Illustration of the image neighborhood for computing LBP features.

In order to obtain more discriminative and robust image features, we propose an RLBP feature extraction method, as illustrated in Fig. 3. First, we extend the LBP method to be applicable to 3D images.

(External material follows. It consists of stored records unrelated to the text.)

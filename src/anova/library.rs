// Library one-way ANOVA using aprender
//
// This is the independent half of the dual computation: aprender's
// `f_oneway` works from group means and deviations in single precision,
// while the first-principles path works from raw totals in double precision.
// Agreement of the two F-statistics guards against a derivation bug in either.

use crate::anova::error::{AnovaError, Result};
use crate::anova::evaluator::reject_null;
use crate::anova::partition::{f_survival, VariancePartition};
use serde::{Deserialize, Serialize};

/// F-test as reported by the statistics library
#[derive(Debug, Clone, PartialEq, Serialize, Deserialize)]
pub struct LibraryAnova {
    /// F-statistic
    pub statistic: f64,

    /// p-value
    pub pvalue: f64,

    /// Between-groups degrees of freedom
    pub df_between: usize,

    /// Within-groups degrees of freedom
    pub df_within: usize,
}

/// How the library F-statistic was judged against the derived one
#[derive(Debug, Clone, Copy, PartialEq, Eq, Serialize, Deserialize)]
#[serde(rename_all = "snake_case")]
pub enum Agreement {
    /// Relative F error within the configured tolerance
    WithinTolerance,

    /// SSwithin is too small next to SStotal for single precision to
    /// resolve it, so the library F carries no information
    BelowF32Resolution,

    /// F differs beyond tolerance but both F values give the same decision
    SameDecision,
}

impl Agreement {
    pub fn as_str(&self) -> &'static str {
        match self {
            Agreement::WithinTolerance => "within tolerance",
            Agreement::BelowF32Resolution => "below f32 resolution",
            Agreement::SameDecision => "same decision",
        }
    }
}

/// Outcome of comparing the library result with the derived one
#[derive(Debug, Clone, PartialEq, Serialize, Deserialize)]
pub struct LibraryCrossCheck {
    /// The library's F-test
    pub library: LibraryAnova,

    /// |F_library − F_derived| / max(|F_derived|, 1)
    pub relative_error: f64,

    /// Absolute difference between the two p-values (informational)
    pub pvalue_difference: f64,

    pub agreement: Agreement,
}

/// SSwithin at or below this many f32 ulps of SStotal is unresolvable in
/// single precision
const F32_RESOLUTION_ULPS: f64 = 16.0;

/// Run aprender's one-way ANOVA over the groups
///
/// Observations are centered on the grand mean before narrowing to `f32`.
/// The F-test is invariant under a common shift, and centering keeps large
/// offsets from eating the single-precision mantissa.
pub fn library_oneway(groups: &[&[f64]]) -> Result<LibraryAnova> {
    let count: usize = groups.iter().map(|g| g.len()).sum();
    let center = if count == 0 {
        0.0
    } else {
        groups.iter().flat_map(|g| g.iter()).sum::<f64>() / count as f64
    };

    let groups_f32: Vec<Vec<f32>> = groups
        .iter()
        .map(|g| g.iter().map(|&x| (x - center) as f32).collect())
        .collect();

    let result = aprender::stats::hypothesis::f_oneway(&groups_f32)
        .map_err(|e| AnovaError::Library(e.to_string()))?;

    Ok(LibraryAnova {
        statistic: f64::from(result.statistic),
        pvalue: f64::from(result.pvalue),
        df_between: result.df_between,
        df_within: result.df_within,
    })
}

/// Compare the library F-test with the derived partition
///
/// Degrees of freedom must match exactly. The F-statistics must agree within
/// `tolerance` (relative), except where single precision cannot resolve the
/// within-group variance, or where both F values lead to the same decision
/// at `probability_level`. Those cases are logged at `warn`. Fails with
/// [`AnovaError::LibraryMismatch`] otherwise.
pub fn cross_check(
    library: LibraryAnova,
    derived: &VariancePartition,
    probability_level: f64,
    tolerance: f64,
) -> Result<LibraryCrossCheck> {
    let derived_f = derived.f_statistic;
    let derived_p = derived.p_value;
    let relative_error = (library.statistic - derived_f).abs() / derived_f.abs().max(1.0);
    let pvalue_difference = (library.pvalue - derived_p).abs();

    tracing::debug!(
        library_f = library.statistic,
        derived_f,
        library_p = library.pvalue,
        derived_p,
        relative_error,
        "library cross-check"
    );

    let mismatch = AnovaError::LibraryMismatch {
        library: library.statistic,
        derived: derived_f,
    };

    if (library.df_between, library.df_within) != (derived.df_between, derived.df_within) {
        return Err(mismatch);
    }

    // NaN relative error (library overflow) never counts as within tolerance
    let agreement = if relative_error <= tolerance {
        Agreement::WithinTolerance
    } else if derived.ss_within <= F32_RESOLUTION_ULPS * f64::from(f32::EPSILON) * derived.ss_total
    {
        tracing::warn!(
            "Library F {} unreliable: SSwithin {:.3e} is below f32 resolution of SStotal {:.3e}",
            library.statistic,
            derived.ss_within,
            derived.ss_total
        );
        Agreement::BelowF32Resolution
    } else {
        if !library.statistic.is_finite() {
            return Err(mismatch);
        }
        // Library F through the same survival function, so only the
        // statistic is compared, not aprender's p-value approximation
        let library_p = f_survival(library.statistic, derived.df_between, derived.df_within)?;
        if reject_null(probability_level, library_p) != reject_null(probability_level, derived_p)
        {
            return Err(mismatch);
        }
        tracing::warn!(
            "Library F {} differs from derived F {} (relative error {:.2e}) without changing the decision",
            library.statistic,
            derived_f,
            relative_error
        );
        Agreement::SameDecision
    };

    if pvalue_difference > tolerance {
        tracing::warn!(
            "Library p-value {} differs from derived p-value {} by {:.2e}",
            library.pvalue,
            derived_p,
            pvalue_difference
        );
    }

    Ok(LibraryCrossCheck {
        library,
        relative_error,
        pvalue_difference,
        agreement,
    })
}

#[cfg(test)]
mod tests {
    use super::*;
    use crate::anova::partition::partition_variance;
    use crate::anova::sums::accumulate;

    fn shifted_partition() -> VariancePartition {
        let sums = accumulate(&[
            &[1.0, 2.0, 3.0, 4.0],
            &[2.0, 3.0, 4.0, 5.0],
            &[3.0, 4.0, 5.0, 6.0],
        ]);
        partition_variance(&sums, 5).unwrap()
    }

    fn library_result(statistic: f64) -> LibraryAnova {
        LibraryAnova {
            statistic,
            pvalue: 0.146,
            df_between: 2,
            df_within: 9,
        }
    }

    #[test]
    fn test_library_oneway_shifted_groups() {
        let result = library_oneway(&[
            &[1.0, 2.0, 3.0, 4.0],
            &[2.0, 3.0, 4.0, 5.0],
            &[3.0, 4.0, 5.0, 6.0],
        ])
        .unwrap();

        assert!((result.statistic - 2.4).abs() < 1e-4);
        assert_eq!(result.df_between, 2);
        assert_eq!(result.df_within, 9);
        assert!((0.0..=1.0).contains(&result.pvalue));
    }

    #[test]
    fn test_library_oneway_large_offset() {
        let offset = 1.0e7;
        let base = [
            [1.0, 2.0, 3.0, 4.0],
            [2.0, 3.0, 4.0, 5.0],
            [3.0, 4.0, 5.0, 6.0],
        ];
        let shifted: Vec<Vec<f64>> = base
            .iter()
            .map(|g| g.iter().map(|x| x + offset).collect())
            .collect();
        let slices: Vec<&[f64]> = shifted.iter().map(Vec::as_slice).collect();

        let result = library_oneway(&slices).unwrap();
        assert!((result.statistic - 2.4).abs() < 1e-3);
    }

    #[test]
    fn test_library_oneway_rejects_empty_group() {
        let err = library_oneway(&[&[1.0, 2.0], &[]]).unwrap_err();
        assert!(matches!(err, AnovaError::Library(_)));
    }

    #[test]
    fn test_cross_check_accepts_agreement() {
        let check =
            cross_check(library_result(2.400_001), &shifted_partition(), 0.05, 1e-3).unwrap();
        assert_eq!(check.agreement, Agreement::WithinTolerance);
        assert!(check.relative_error < 1e-5);
        assert!(check.pvalue_difference < 1e-3);
    }

    #[test]
    fn test_cross_check_tolerates_same_decision() {
        // sf(3.0; 2, 9) ≈ 0.100 and sf(2.4; 2, 9) ≈ 0.146: neither rejects at 5%
        let check =
            cross_check(library_result(3.0), &shifted_partition(), 0.05, 1e-3).unwrap();
        assert_eq!(check.agreement, Agreement::SameDecision);
    }

    #[test]
    fn test_cross_check_rejects_decision_flip() {
        // At 12% the library F would reject and the derived F would not
        let err =
            cross_check(library_result(3.0), &shifted_partition(), 0.12, 1e-3).unwrap_err();
        assert_eq!(
            err,
            AnovaError::LibraryMismatch {
                library: 3.0,
                derived: 2.4
            }
        );
    }

    #[test]
    fn test_cross_check_rejects_degrees_of_freedom_mismatch() {
        let mut library = library_result(2.4);
        library.df_within = 10;
        let err = cross_check(library, &shifted_partition(), 0.05, 1e-3).unwrap_err();
        assert!(matches!(err, AnovaError::LibraryMismatch { .. }));
    }

    #[test]
    fn test_cross_check_rejects_nan_when_resolvable() {
        let err = cross_check(library_result(f64::NAN), &shifted_partition(), 0.5, 1e-3)
            .unwrap_err();
        assert!(matches!(err, AnovaError::LibraryMismatch { .. }));
    }

    #[test]
    fn test_cross_check_below_f32_resolution() {
        // Within-group spread of 0.001 on a between-group spread of 1000
        let sums = accumulate(&[
            &[0.0, 0.001, 0.002],
            &[1000.0, 1000.001, 1000.002],
            &[2000.0, 2000.001, 2000.002],
        ]);
        let partition = partition_variance(&sums, 5).unwrap();
        let library = LibraryAnova {
            statistic: 3.1e12,
            pvalue: 0.0,
            df_between: 2,
            df_within: 6,
        };

        let check = cross_check(library, &partition, 0.05, 1e-3).unwrap();
        assert_eq!(check.agreement, Agreement::BelowF32Resolution);
    }
}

Thus, for a voxel \(C\) in a 3D image with a cubic image patch centered at itself with \((2{r}_{p}+1)\times (2{r}_{p}+1)\times (2{r}_{p}+1)\) voxels, a difference image intensity vector is computed using

$$\overrightarrow{y}={[{x}_{1}-{x}_{c},{x}_{2}-{x}_{c},\ldots ,{x}_{n}-{x}_{c}]}^{T},\,n={(2{r}_{p}+1)}^{3},$$
(2)

where \({x}_{i},\,i=1,\ldots ,n\) is the image intensity value of a voxel in the cubic image patch, and \({x}_{c}\) is the image intensity value of the voxel \(c\).

Figure 3
figure 3

Illustration of the computation of RLBP features.

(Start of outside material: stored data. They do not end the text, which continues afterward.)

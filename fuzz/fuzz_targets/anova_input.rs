#![no_main]

use anova_eval::anova::AnovaEvaluator;
use libfuzzer_sys::fuzz_target;

fuzz_target!(|data: &[u8]| {
    // First byte picks the group count, the rest are split into f64 samples
    let Some((&k, rest)) = data.split_first() else {
        return;
    };
    let k = usize::from(k % 6);

    let values: Vec<f64> = rest
        .chunks_exact(8)
        .map(|c| f64::from_le_bytes([c[0], c[1], c[2], c[3], c[4], c[5], c[6], c[7]]))
        .collect();
    if k == 0 {
        return;
    }

    let groups: Vec<&[f64]> = values.chunks(values.len().div_ceil(k).max(1)).collect();

    // Any input must yield a report or an error, never a panic
    let evaluator = AnovaEvaluator::default();
    if let Ok(report) = evaluator.analyze(&groups) {
        assert!(report.partition.p_value >= 0.0 && report.partition.p_value <= 1.0);
    }
});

Then, we constructed a large number of random transformation functions to generate RLBP features with the following formula,

$$h(\cdot )={[{h}_{1}(\cdot ),{h}_{2}(\cdot ),\ldots ,{h}_{L}(\cdot )]}^{T}\in {R}^{L},$$
(3)

where \({h}_{j}(\overrightarrow{y})=s({\overrightarrow{w}}_{j}\cdot \overrightarrow{y})=\{\begin{array}{c}1,\,{\overrightarrow{w}}_{j}\cdot \overrightarrow{y}\ge 0\\ 0,\,{\overrightarrow{w}}_{j}\cdot \overrightarrow{y} < 0\end{array},\,j=1,\ldots ,L\), “·” represents the dot multiplication of vectors, and \({\overrightarrow{w}}_{j}\in {R}^{n}\) is a random vector whose values are uniformly distributed in \([-1,1]\). Using the RLBP feature extraction method, a feature vector \(\overrightarrow{f}(c)=h(\overrightarrow{y})\) is obtained for the given voxel \(c\).

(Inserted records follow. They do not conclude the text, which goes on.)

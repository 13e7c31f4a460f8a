// Structured ANOVA result and its human-readable rendering

use crate::anova::effect_size::EffectSize;
use crate::anova::library::LibraryCrossCheck;
use crate::anova::partition::VariancePartition;
use crate::anova::sums::GroupSums;
use serde::{Deserialize, Serialize};

/// Headline numbers of one evaluation
///
/// Replaces console printing of intermediate values: callers read the
/// fields instead of parsing text.
#[derive(Debug, Clone, Copy, PartialEq, Serialize, Deserialize)]
pub struct Diagnostics {
    pub f_statistic: f64,
    pub p_value: f64,
    pub ss_total: f64,
    pub eta_squared: f64,
    pub omega_squared: f64,
}

/// Complete one-way ANOVA result
#[derive(Debug, Clone, PartialEq, Serialize, Deserialize)]
pub struct AnovaReport {
    /// Per-group accumulators, in input order
    pub groups: Vec<GroupSums>,

    /// Sums of squares, degrees of freedom, F and p
    pub partition: VariancePartition,

    /// Eta-squared and omega-squared
    pub effect_size: EffectSize,

    /// Library comparison, absent when the cross-check is disabled
    #[serde(skip_serializing_if = "Option::is_none")]
    pub library: Option<LibraryCrossCheck>,

    /// Significance level the decision was made at
    pub probability_level: f64,

    /// True when the null hypothesis of equal means is rejected
    pub reject_null: bool,
}

impl AnovaReport {
    pub fn diagnostics(&self) -> Diagnostics {
        Diagnostics {
            f_statistic: self.partition.f_statistic,
            p_value: self.partition.p_value,
            ss_total: self.partition.ss_total,
            eta_squared: self.effect_size.eta_squared,
            omega_squared: self.effect_size.omega_squared,
        }
    }

    /// Generate human-readable report
    pub fn to_report_string(&self) -> String {
        let p = &self.partition;
        let mut report = String::new();

        if self.reject_null {
            report.push_str("❌ REJECT H0: at least one group mean differs\n\n");
        } else {
            report.push_str("✅ FAIL TO REJECT H0: no significant difference between means\n\n");
        }
        report.push_str(&format!(
            "Significance level: {} ({:.1}% confidence)\n",
            self.probability_level,
            (1.0 - self.probability_level) * 100.0
        ));
        report.push_str(&format!(
            "F({}, {}) = {:.4}, p = {:.6}\n",
            p.df_between, p.df_within, p.f_statistic, p.p_value
        ));

        report.push_str("\n📊 Groups:\n");
        for (i, g) in self.groups.iter().enumerate() {
            report.push_str(&format!(
                "  group {} (n={}, sum={:.4}, mean={:.4})\n",
                i + 1,
                g.n,
                g.total,
                g.mean()
            ));
        }

        report.push_str("\n📐 Sums of squares:\n");
        report.push_str(&format!(
            "  between = {:.5} (df={}, MS={:.5})\n",
            p.ss_between, p.df_between, p.ms_between
        ));
        report.push_str(&format!(
            "  within  = {:.5} (df={}, MS={:.5})\n",
            p.ss_within, p.df_within, p.ms_within
        ));
        report.push_str(&format!(
            "  total   = {:.5} (direct {:.5})\n",
            p.ss_total, p.ss_total_direct
        ));

        report.push_str("\n📏 Effect size:\n");
        report.push_str(&format!(
            "  eta² = {:.4}, ω² = {:.4}\n",
            self.effect_size.eta_squared, self.effect_size.omega_squared
        ));

        if let Some(check) = &self.library {
            report.push_str(&format!(
                "\n🔁 Library cross-check: F = {:.4}, p = {:.6} (relative error {:.2e}, {})\n",
                check.library.statistic,
                check.library.pvalue,
                check.relative_error,
                check.agreement.as_str()
            ));
        }

        report
    }
}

The LBP method obtains the binarized values directly from the sign of the differences between the adjacent pixels and the center pixel regardless of the absolute value of the differences. It has been demonstrated that small pixel difference is vulnerable to noise38. In contrast to the LBP method, the proposed RLBP method adopts a large number of random weights to obtain weighed sums of the image difference vectors before the binarization. The random combination processing increases the robustness of the image difference as illustrated by the example shown in Fig. 4. Particularly, Fig. 4 shows a 2D image patch and a version of it that is corrupted by noise. Their LBP features are (\(01110111\)) and (\(11011111)\), which are different in 3 out of 8 bits. By setting \({\rm{L}}=20\) (the dimension of the generated RLBP feature is 20) for 100 computations, the RLBP features of these two image patches are the same in 68 computations, different in 1 bit in 24 computations, different in 2 bits in 7 computations, and different in 3 bits in 1 computation, thus illustrating that the RLBP features are statistically more robust to image noise than the LBP features.

Figure 4
figure 4

Example image patch, the version of it that is corrupted by noise, and the histogram of the differences between the RLBP features, for 100 computations.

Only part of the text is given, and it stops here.